Enfants d'Espagne

Enfants d'Espagne

20.7.24

IRÈNE SCHWEIZER


 "Jazz meets the world", c'était le nom d'une série d'albums produits en 1967 par Joachim Ernst Berendt pour Saba. Une de ces expérimentations (façon de parler, l'idée de rencontrer le monde pourrait aller de soi) des années soixante, mélange de recherche de racines, de chants insoupçonnés, de confrontations inédites, de respirer autrement, d'éphémère prévisionnel, de renouveau des libellules. Don Cherry ou François Tusques ouvraient des voies parallèles. À la moitié des années soixante-dix, on trouvait facilement ce genre de disques (Saba ou MPS... les productions Berendt) en solde dans les bacs de trottoirs des disquaires du quartier latin à Paris. Pedro Iturralde, George Gruntz, le jeune Paco de Lucia, ou Tony Scott en étaient quelques-uns des artisans. Un album intriguait particulièrement, celui de la rencontre entre le trio d'Inde Dewan Motihar et celui de la pianiste helvète Irène Schweizer augmenté des souffles de Barney Wilen et Manfred Schoof (artistes très bien vus par Berendt). Il émanait du trio d'Irène Schweizer (avec Uli Trepte à la basse et Mani Neumeier à la batterie, deux futurs fondateurs du groupe de ce qui fut un peu étrangement dénommé Krautrock : Guru Guru) quelque chose de profondément impliqué, comme une belle part d'histoire entière immédiatement intensément vécue (cette histoire de liberté qui n'a nul besoin d'inventer des restrictions). Un de ces sérieuses découvertes d'une vie. 

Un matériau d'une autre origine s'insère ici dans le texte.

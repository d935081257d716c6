//! Consecutive-failure accounting for sensing and uploads.
//!
//! The counters are owned by the application loop and passed explicitly;
//! nothing here reads the clock on its own. The loop feeds outcomes in,
//! and the return values tell it when to hold off an upload, reinitialize
//! a sensor, or hard-restart the modem link.

use embassy_time::{Duration, Instant};

/// Consecutive failures tolerated before recovery action is demanded.
pub const MAX_CONSECUTIVE_FAILURES: u8 = 3;

/// Minimum gap between upload attempts once one has failed.
pub const UPLOAD_HOLDOFF: Duration = Duration::from_millis(60_000);

/// Rolling health record for the sensing and upload paths.
#[derive(Debug, Default)]
pub struct UplinkHealth {
    sensor_failures: u8,
    network_failures: u8,
    last_attempt: Option<Instant>,
    last_success: Option<Instant>,
}

impl UplinkHealth {
    pub const fn new() -> Self {
        Self {
            sensor_failures: 0,
            network_failures: 0,
            last_attempt: None,
            last_success: None,
        }
    }

    pub fn record_sensor_success(&mut self) {
        self.sensor_failures = 0;
    }

    /// Counts one failed sensor read. Returns `true` when the threshold is
    /// reached; the counter resets so the caller reinitializes once, not on
    /// every following failure.
    pub fn record_sensor_failure(&mut self) -> bool {
        self.sensor_failures += 1;
        if self.sensor_failures >= MAX_CONSECUTIVE_FAILURES {
            self.sensor_failures = 0;
            true
        } else {
            false
        }
    }

    pub fn sensor_failures(&self) -> u8 {
        self.sensor_failures
    }

    pub fn network_failures(&self) -> u8 {
        self.network_failures
    }

    /// Whether an upload should be attempted this cycle: always while the
    /// link is failure-free, otherwise only once the holdoff since the last
    /// attempt has passed.
    pub fn should_upload(&self, now: Instant) -> bool {
        if self.network_failures == 0 {
            return true;
        }
        match self.last_attempt {
            Some(at) => now.duration_since(at) > UPLOAD_HOLDOFF,
            None => true,
        }
    }

    pub fn record_upload_success(&mut self, now: Instant) {
        self.last_attempt = Some(now);
        self.last_success = Some(now);
        self.network_failures = 0;
    }

    /// Counts one failed exchange. Returns `true` when the threshold is
    /// reached and the modem link should be restarted; the caller clears
    /// the counter with [`UplinkHealth::note_restart`] once it has.
    pub fn record_upload_failure(&mut self, now: Instant) -> bool {
        self.last_attempt = Some(now);
        self.network_failures += 1;
        self.network_failures >= MAX_CONSECUTIVE_FAILURES
    }

    pub fn note_restart(&mut self) {
        self.network_failures = 0;
    }

    pub fn last_success(&self) -> Option<Instant> {
        self.last_success
    }
}
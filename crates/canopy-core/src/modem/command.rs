//! Outbound command text for modem bring-up and recovery.
//!
//! Every step is acknowledged by the shared success token within the
//! sequencer's per-step window; there are no step-specific predicates.

/// One outbound command line, terminated by `\r\n` on the wire.
#[derive(Debug, Clone, Copy)]
pub struct CommandStep {
    pub text: &'static str,
}

impl CommandStep {
    pub const fn new(text: &'static str) -> Self {
        Self { text }
    }
}

/// Startup sequence run once at boot and after every restart: probe the
/// modem, open the TCP session, enter transparent mode, arm sending.
///
/// The endpoint baked into the open command must stay in step with
/// [`crate::config::SERVER_HOST`].
pub const STARTUP_SEQUENCE: &[CommandStep] = &[
    CommandStep::new("AT\r\n"),
    CommandStep::new("AT+CIPSTART=\"TCP\",\"117.72.118.76\",3000\r\n"),
    CommandStep::new("AT+CIPMODE=1\r\n"),
    CommandStep::new("AT+CIPSEND\r\n"),
];

/// Escape sequence that drops the modem out of transparent mode. Sent raw,
/// with no line terminator, and not acknowledged.
pub const ESCAPE_SEQUENCE: &str = "+++";

/// Soft-reset command issued after escaping transparent mode.
pub const RESET_COMMAND: &str = "AT+RST\r\n";
//! Telemetry frame uploaded each reporting cycle.

use core::fmt::Write as _;

/// Bound on one rendered JSON body.
pub const REPORT_CAPACITY: usize = 256;

/// One cycle's smoothed readings, ready for upload.
#[derive(Debug, Clone, Copy, PartialEq)]
pub struct EnvReport {
    pub temperature: f64,
    pub humidity: f64,
    pub light: u16,
}

impl EnvReport {
    /// Renders the upload body. Temperature and humidity carry one decimal
    /// place; light is the integer display scale.
    pub fn to_json(&self) -> Result<heapless::String<REPORT_CAPACITY>, core::fmt::Error> {
        let mut body = heapless::String::new();
        write!(
            body,
            "{{\"temperature\": {:.1}, \"humidity\": {:.1}, \"light\": {}}}",
            self.temperature, self.humidity, self.light
        )?;
        Ok(body)
    }
}

#[cfg(test)]
mod tests {
    use super::*;

    #[test]
    fn renders_the_wire_format() {
        let report = EnvReport {
            temperature: 23.42,
            humidity: 51.0,
            light: 640,
        };
        assert_eq!(
            report.to_json().unwrap().as_str(),
            "{\"temperature\": 23.4, \"humidity\": 51.0, \"light\": 640}"
        );
    }

    #[test]
    fn negative_temperatures_render_signed() {
        let report = EnvReport {
            temperature: -3.25,
            humidity: 40.0,
            light: 10,
        };
        let json = report.to_json().unwrap();
        assert!(json.as_str().starts_with("{\"temperature\": -3.2"));
    }
}
use criterion::{criterion_group, criterion_main, Criterion};
use rand::seq::SliceRandom;
use rand::thread_rng;
use rangefreq::IndexedRangeAccumulator;
use std::hint::black_box;

fn criterion_benchmark(c: &mut Criterion) {
    let n: i64 = 100000;
    let (min, max) = (-n / 2, n / 2 - 1);
    let mut input: Vec<i64> = (min..=max).collect();
    input.shuffle(&mut thread_rng());

    c.bench_function("accumulator from_values 100k", |b| {
        b.iter(|| {
            let accumulator =
                IndexedRangeAccumulator::from_values(input.iter().copied(), min, max).unwrap();

            assert_eq!(accumulator.total(), n);
        })
    });
    c.bench_function("naive counts from values 100k", |b| {
        b.iter(|| {
            let mut counts = vec![0i64; n as usize];
            input.iter().for_each(|item| {
                counts[(item - min) as usize] += 1;
            });

            black_box(counts);
        })
    });

    let accumulator = IndexedRangeAccumulator::from_values(input.iter().copied(), min, max).unwrap();
    let mut counts = vec![0i64; n as usize];
    input.iter().for_each(|item| counts[(item - min) as usize] += 1);

    c.bench_function("accumulator query 100k", |b| {
        b.iter(|| {
            input.iter().for_each(|item| {
                black_box(accumulator.query(black_box(*item)));
            })
        })
    });
    c.bench_function("naive prefix query 1k", |b| {
        b.iter(|| {
            input.iter().take(1000).for_each(|item| {
                let end = (item - min) as usize;
                black_box(counts[..=end].iter().sum::<i64>());
            })
        })
    });
    c.bench_function("accumulator query_range 100k", |b| {
        b.iter(|| {
            input.windows(2).for_each(|pair| {
                let (a, z) = (pair[0].min(pair[1]), pair[0].max(pair[1]));
                black_box(accumulator.query_range(black_box(a), black_box(z)));
            })
        })
    });
    c.bench_function("accumulator lower_bound 100k", |b| {
        b.iter(|| {
            (1..=n).for_each(|target| {
                black_box(accumulator.lower_bound(black_box(target)));
            })
        })
    });

    let mut adjusted = accumulator.clone();
    c.bench_function("accumulator adjust 100k", |b| {
        b.iter(|| {
            input.iter().for_each(|item| {
                adjusted.adjust(black_box(*item), black_box(1));
            })
        })
    });
}

criterion_group!(benches, criterion_benchmark);
criterion_main!(benches);
use std::fmt;

/// Returned when an accumulator is asked to cover a domain it cannot represent.
///
/// This happens when `min > max`, or when `[min, max]` is too wide for its
/// backing array to be addressed on the current platform.
#[derive(Debug, Clone, Copy, PartialEq, Eq, Hash)]
pub struct InvalidRangeError {
    pub min: i64,
    pub max: i64,
}

impl fmt::Display for InvalidRangeError {
    fn fmt(&self, f: &mut fmt::Formatter<'_>) -> fmt::Result {
        if self.min > self.max {
            write!(
                f,
                "invalid range [{}, {}]: min is greater than max",
                self.min, self.max
            )
        } else {
            write!(
                f,
                "invalid range [{}, {}]: domain is too wide to index",
                self.min, self.max
            )
        }
    }
}

impl std::error::Error for InvalidRangeError {}

/// Returned when a deserialized accumulator does not describe a valid tree.
#[cfg(feature = "serde")]
#[derive(Debug, Clone, PartialEq, Eq)]
pub enum SnapshotError {
    /// The stored domain is itself invalid.
    Range(InvalidRangeError),
    /// The stored array does not have `max - min + 2` slots.
    Length { expected: usize, actual: usize },
    /// Slot 0 is a sentinel and must hold zero.
    Sentinel(i64),
}

#[cfg(feature = "serde")]
impl fmt::Display for SnapshotError {
    fn fmt(&self, f: &mut fmt::Formatter<'_>) -> fmt::Result {
        match self {
            Self::Range(err) => write!(f, "{err}"),
            Self::Length { expected, actual } => write!(
                f,
                "tree length mismatch: expected {expected} slots, found {actual}"
            ),
            Self::Sentinel(value) => write!(f, "tree sentinel slot holds {value}, expected 0"),
        }
    }
}

#[cfg(feature = "serde")]
impl std::error::Error for SnapshotError {
    fn source(&self) -> Option<&(dyn std::error::Error + 'static)> {
        match self {
            Self::Range(err) => Some(err),
            _ => None,
        }
    }
}

#[cfg(feature = "serde")]
impl From<InvalidRangeError> for SnapshotError {
    fn from(err: InvalidRangeError) -> Self {
        Self::Range(err)
    }
}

Suffisamment pour se jeter oreille et cœur dans tous les albums où figurait Irène Schweizer, ceux des groupes du batteur Pierre Favre (qu'on trouvait chez les mêmes disquaires) et les premières traces chez Ogun ou FMP (avec Rüdiger Carl, Louis Moholo ou John Tchicai). FMP où sortirent, en 1977 et 1978, Wilde Señoritas et Hexensabbat, deux albums tellement émoustillants qu'on ne pouvait faire autrement que les écouter sans cesse et en parler tout le temps. Si fait qu'il fut de désir bien naturel d'inviter Irène Schweizer en 1979 à Chantenay-Villedieu pour une soirée de deux solos, partagée avec Martial Solal. Le jeune Jean-Marc Foussat avait fait le voyage en Revox. Solal et Irène avaient tiré à pile ou face qui jouerait le premier, ce fut Solal. La relation entre les deux pianistes, en ce petit coin bucolique d'un monde meets the jazz, fut de la plus humaine amabilité. Ils s'entretinrent de moult faits et gestes pianistiques en prenant tout le temps, tous les temps même, comme celui d'Errol Garner. Chacun joua hors les murs (dans un entretien avec le journaliste Gérald Arnaud, Martial Solal parla même de ce concert dans son heureuse différence) et Irène Schweizer - souvenir d'edelweiss africain - chavira le public chantenaysien. Elle revint en 1981 pour un quintet proposé par le saxophoniste André Jaume avec la chanteuse Tamia, le contrebassiste Léon Francioli et son compère Pierre Favre. 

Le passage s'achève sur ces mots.